• _PROMPT_: Each entry, in full: reproduce it exactly.

(Saved data entries)
————————

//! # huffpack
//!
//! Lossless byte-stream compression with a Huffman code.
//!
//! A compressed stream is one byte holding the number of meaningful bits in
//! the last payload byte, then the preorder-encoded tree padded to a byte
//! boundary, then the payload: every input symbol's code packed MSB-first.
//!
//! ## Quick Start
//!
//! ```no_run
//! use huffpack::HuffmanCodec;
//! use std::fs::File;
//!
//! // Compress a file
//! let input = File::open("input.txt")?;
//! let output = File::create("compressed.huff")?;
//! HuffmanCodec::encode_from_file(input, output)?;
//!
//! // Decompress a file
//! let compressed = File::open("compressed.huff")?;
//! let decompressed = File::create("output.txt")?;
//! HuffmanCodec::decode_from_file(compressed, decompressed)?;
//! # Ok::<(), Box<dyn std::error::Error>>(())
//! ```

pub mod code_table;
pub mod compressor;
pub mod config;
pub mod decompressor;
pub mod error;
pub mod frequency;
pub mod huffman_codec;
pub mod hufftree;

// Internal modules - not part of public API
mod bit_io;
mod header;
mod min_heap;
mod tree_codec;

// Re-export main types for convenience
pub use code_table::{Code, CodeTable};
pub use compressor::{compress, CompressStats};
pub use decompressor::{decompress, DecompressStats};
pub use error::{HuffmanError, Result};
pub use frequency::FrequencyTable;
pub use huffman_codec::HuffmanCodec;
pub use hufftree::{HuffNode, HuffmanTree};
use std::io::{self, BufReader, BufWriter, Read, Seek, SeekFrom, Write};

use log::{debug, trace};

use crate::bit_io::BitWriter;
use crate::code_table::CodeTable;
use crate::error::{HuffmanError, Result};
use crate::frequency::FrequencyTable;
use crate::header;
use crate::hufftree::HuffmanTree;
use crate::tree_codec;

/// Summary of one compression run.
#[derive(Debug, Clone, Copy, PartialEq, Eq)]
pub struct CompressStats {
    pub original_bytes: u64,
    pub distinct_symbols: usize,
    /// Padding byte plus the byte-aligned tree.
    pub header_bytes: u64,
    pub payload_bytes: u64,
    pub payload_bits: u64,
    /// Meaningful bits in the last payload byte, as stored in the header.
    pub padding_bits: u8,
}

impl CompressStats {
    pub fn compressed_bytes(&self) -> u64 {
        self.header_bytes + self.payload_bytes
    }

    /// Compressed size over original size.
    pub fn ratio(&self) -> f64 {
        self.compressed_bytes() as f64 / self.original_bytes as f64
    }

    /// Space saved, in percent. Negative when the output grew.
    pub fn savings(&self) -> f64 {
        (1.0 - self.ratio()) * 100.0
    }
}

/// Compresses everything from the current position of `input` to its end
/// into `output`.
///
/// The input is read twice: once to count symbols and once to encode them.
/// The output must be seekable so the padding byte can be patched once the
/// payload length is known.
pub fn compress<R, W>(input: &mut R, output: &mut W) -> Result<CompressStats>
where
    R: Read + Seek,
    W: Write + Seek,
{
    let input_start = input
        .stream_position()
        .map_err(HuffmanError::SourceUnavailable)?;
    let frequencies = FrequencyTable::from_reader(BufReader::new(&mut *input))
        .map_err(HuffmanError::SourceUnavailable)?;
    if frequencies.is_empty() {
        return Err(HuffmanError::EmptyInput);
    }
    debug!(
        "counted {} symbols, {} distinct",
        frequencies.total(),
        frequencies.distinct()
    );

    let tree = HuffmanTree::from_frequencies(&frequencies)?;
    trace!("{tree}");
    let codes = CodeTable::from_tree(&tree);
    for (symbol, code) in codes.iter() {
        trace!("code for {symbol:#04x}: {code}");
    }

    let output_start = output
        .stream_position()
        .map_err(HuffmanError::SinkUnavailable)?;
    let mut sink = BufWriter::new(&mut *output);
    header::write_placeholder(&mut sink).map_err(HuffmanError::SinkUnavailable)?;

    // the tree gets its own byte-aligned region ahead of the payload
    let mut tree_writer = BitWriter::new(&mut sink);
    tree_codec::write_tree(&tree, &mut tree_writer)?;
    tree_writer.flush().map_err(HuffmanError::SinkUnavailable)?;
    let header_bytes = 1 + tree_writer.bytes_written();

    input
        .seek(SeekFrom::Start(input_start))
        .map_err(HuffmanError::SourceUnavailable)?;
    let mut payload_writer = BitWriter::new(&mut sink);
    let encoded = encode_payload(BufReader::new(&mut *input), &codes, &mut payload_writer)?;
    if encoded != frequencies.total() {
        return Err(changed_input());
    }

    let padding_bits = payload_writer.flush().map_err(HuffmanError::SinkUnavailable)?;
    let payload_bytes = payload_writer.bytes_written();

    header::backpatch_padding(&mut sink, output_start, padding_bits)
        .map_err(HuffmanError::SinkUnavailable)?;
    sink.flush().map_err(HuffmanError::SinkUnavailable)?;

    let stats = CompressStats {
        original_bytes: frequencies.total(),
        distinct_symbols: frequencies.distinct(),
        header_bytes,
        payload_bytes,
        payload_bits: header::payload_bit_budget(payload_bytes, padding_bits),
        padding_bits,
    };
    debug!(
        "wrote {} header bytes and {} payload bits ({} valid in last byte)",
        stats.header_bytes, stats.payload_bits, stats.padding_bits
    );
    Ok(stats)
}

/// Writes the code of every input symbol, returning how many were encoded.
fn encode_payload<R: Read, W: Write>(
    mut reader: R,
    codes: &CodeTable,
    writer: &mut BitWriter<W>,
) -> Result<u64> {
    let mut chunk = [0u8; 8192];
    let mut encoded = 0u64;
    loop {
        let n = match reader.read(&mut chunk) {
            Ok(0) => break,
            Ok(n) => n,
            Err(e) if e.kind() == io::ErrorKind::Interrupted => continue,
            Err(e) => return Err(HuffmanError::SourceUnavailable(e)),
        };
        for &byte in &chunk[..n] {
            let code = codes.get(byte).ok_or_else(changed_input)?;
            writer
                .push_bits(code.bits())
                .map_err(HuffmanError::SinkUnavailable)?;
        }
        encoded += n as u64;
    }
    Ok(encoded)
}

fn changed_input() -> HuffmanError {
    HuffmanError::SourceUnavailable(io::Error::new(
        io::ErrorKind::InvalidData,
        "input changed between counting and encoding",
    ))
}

————————

• _ANSWER TO THE PROBLEM_:
//! # huffpack
//!
//! Lossless byte-stream compression with a Huffman code.
//!
//! A compressed stream is one byte holding the number of meaningful bits in
//! the last payload byte, then the preorder-encoded tree padded to a byte
//! boundary, then the payload: every input symbol's code packed MSB-first.
//!
//! ## Quick Start
//!
//! ```no_run
//! use huffpack::HuffmanCodec;
//! use std::fs::File;
//!
//! // Compress a file
//! let input = File::open("input.txt")?;
//! let output = File::create("compressed.huff")?;
//! HuffmanCodec::encode_from_file(input, output)?;
//!
//! // Decompress a file
//! let compressed = File::open("compressed.huff")?;
//! let decompressed = File::create("output.txt")?;
//! HuffmanCodec::decode_from_file(compressed, decompressed)?;
//! # Ok::<(), Box<dyn std::error::Error>>(())
//! ```

pub mod code_table;
pub mod compressor;
pub mod config;
pub mod decompressor;
pub mod error;
pub mod frequency;
pub mod huffman_codec;
pub mod hufftree;

// Internal modules - not part of public API
mod bit_io;
mod header;
mod min_heap;
mod tree_codec;

// Re-export main types for convenience
pub use code_table::{Code, CodeTable};
pub use compressor::{compress, CompressStats};
pub use decompressor::{decompress, DecompressStats};
pub use error::{HuffmanError, Result};
pub use frequency::FrequencyTable;
pub use huffman_codec::HuffmanCodec;
pub use hufftree::{HuffNode, HuffmanTree};
use std::io::{self, BufReader, BufWriter, Read, Seek, SeekFrom, Write};

use log::{debug, trace};

use crate::bit_io::BitWriter;
use crate::code_table::CodeTable;
use crate::error::{HuffmanError, Result};
use crate::frequency::FrequencyTable;
use crate::header;
use crate::hufftree::HuffmanTree;
use crate::tree_codec;

/// Summary of one compression run.
#[derive(Debug, Clone, Copy, PartialEq, Eq)]
pub struct CompressStats {
    pub original_bytes: u64,
    pub distinct_symbols: usize,
    /// Padding byte plus the byte-aligned tree.
    pub header_bytes: u64,
    pub payload_bytes: u64,
    pub payload_bits: u64,
    /// Meaningful bits in the last payload byte, as stored in the header.
    pub padding_bits: u8,
}

impl CompressStats {
    pub fn compressed_bytes(&self) -> u64 {
        self.header_bytes + self.payload_bytes
    }

    /// Compressed size over original size.
    pub fn ratio(&self) -> f64 {
        self.compressed_bytes() as f64 / self.original_bytes as f64
    }

    /// Space saved, in percent. Negative when the output grew.
    pub fn savings(&self) -> f64 {
        (1.0 - self.ratio()) * 100.0
    }
}

/// Compresses everything from the current position of `input` to its end
/// into `output`.
///
/// The input is read twice: once to count symbols and once to encode them.
/// The output must be seekable so the padding byte can be patched once the
/// payload length is known.
pub fn compress<R, W>(input: &mut R, output: &mut W) -> Result<CompressStats>
where
    R: Read + Seek,
    W: Write + Seek,
{
    let input_start = input
        .stream_position()
        .map_err(HuffmanError::SourceUnavailable)?;
    let frequencies = FrequencyTable::from_reader(BufReader::new(&mut *input))
        .map_err(HuffmanError::SourceUnavailable)?;
    if frequencies.is_empty() {
        return Err(HuffmanError::EmptyInput);
    }
    debug!(
        "counted {} symbols, {} distinct",
        frequencies.total(),
        frequencies.distinct()
    );

    let tree = HuffmanTree::from_frequencies(&frequencies)?;
    trace!("{tree}");
    let codes = CodeTable::from_tree(&tree);
    for (symbol, code) in codes.iter() {
        trace!("code for {symbol:#04x}: {code}");
    }

    let output_start = output
        .stream_position()
        .map_err(HuffmanError::SinkUnavailable)?;
    let mut sink = BufWriter::new(&mut *output);
    header::write_placeholder(&mut sink).map_err(HuffmanError::SinkUnavailable)?;

    // the tree gets its own byte-aligned region ahead of the payload
    let mut tree_writer = BitWriter::new(&mut sink);
    tree_codec::write_tree(&tree, &mut tree_writer)?;
    tree_writer.flush().map_err(HuffmanError::SinkUnavailable)?;
    let header_bytes = 1 + tree_writer.bytes_written();

    input
        .seek(SeekFrom::Start(input_start))
        .map_err(HuffmanError::SourceUnavailable)?;
    let mut payload_writer = BitWriter::new(&mut sink);
    let encoded = encode_payload(BufReader::new(&mut *input), &codes, &mut payload_writer)?;
    if encoded != frequencies.total() {
        return Err(changed_input());
    }

    let padding_bits = payload_writer.flush().map_err(HuffmanError::SinkUnavailable)?;
    let payload_bytes = payload_writer.bytes_written();

    header::backpatch_padding(&mut sink, output_start, padding_bits)
        .map_err(HuffmanError::SinkUnavailable)?;
    sink.flush().map_err(HuffmanError::SinkUnavailable)?;

    let stats = CompressStats {
        original_bytes: frequencies.total(),
        distinct_symbols: frequencies.distinct(),
        header_bytes,
        payload_bytes,
        payload_bits: header::payload_bit_budget(payload_bytes, padding_bits),
        padding_bits,
    };
    debug!(
        "wrote {} header bytes and {} payload bits ({} valid in last byte)",
        stats.header_bytes, stats.payload_bits, stats.padding_bits
    );
    Ok(stats)
}

/// Writes the code of every input symbol, returning how many were encoded.
fn encode_payload<R: Read, W: Write>(
    mut reader: R,
    codes: &CodeTable,
    writer: &mut BitWriter<W>,
) -> Result<u64> {
    let mut chunk = [0u8; 8192];
    let mut encoded = 0u64;
    loop {
        let n = match reader.read(&mut chunk) {
            Ok(0) => break,
            Ok(n) => n,
            Err(e) if e.kind() == io::ErrorKind::Interrupted => continue,
            Err(e) => return Err(HuffmanError::SourceUnavailable(e)),
        };
        for &byte in &chunk[..n] {
            let code = codes.get(byte).ok_or_else(changed_input)?;
            writer
                .push_bits(code.bits())
                .map_err(HuffmanError::SinkUnavailable)?;
        }
        encoded += n as u64;
    }
    Ok(encoded)
}

fn changed_input() -> HuffmanError {
    HuffmanError::SourceUnavailable(io::Error::new(
        io::ErrorKind::InvalidData,
        "input changed between counting and encoding",
    ))
}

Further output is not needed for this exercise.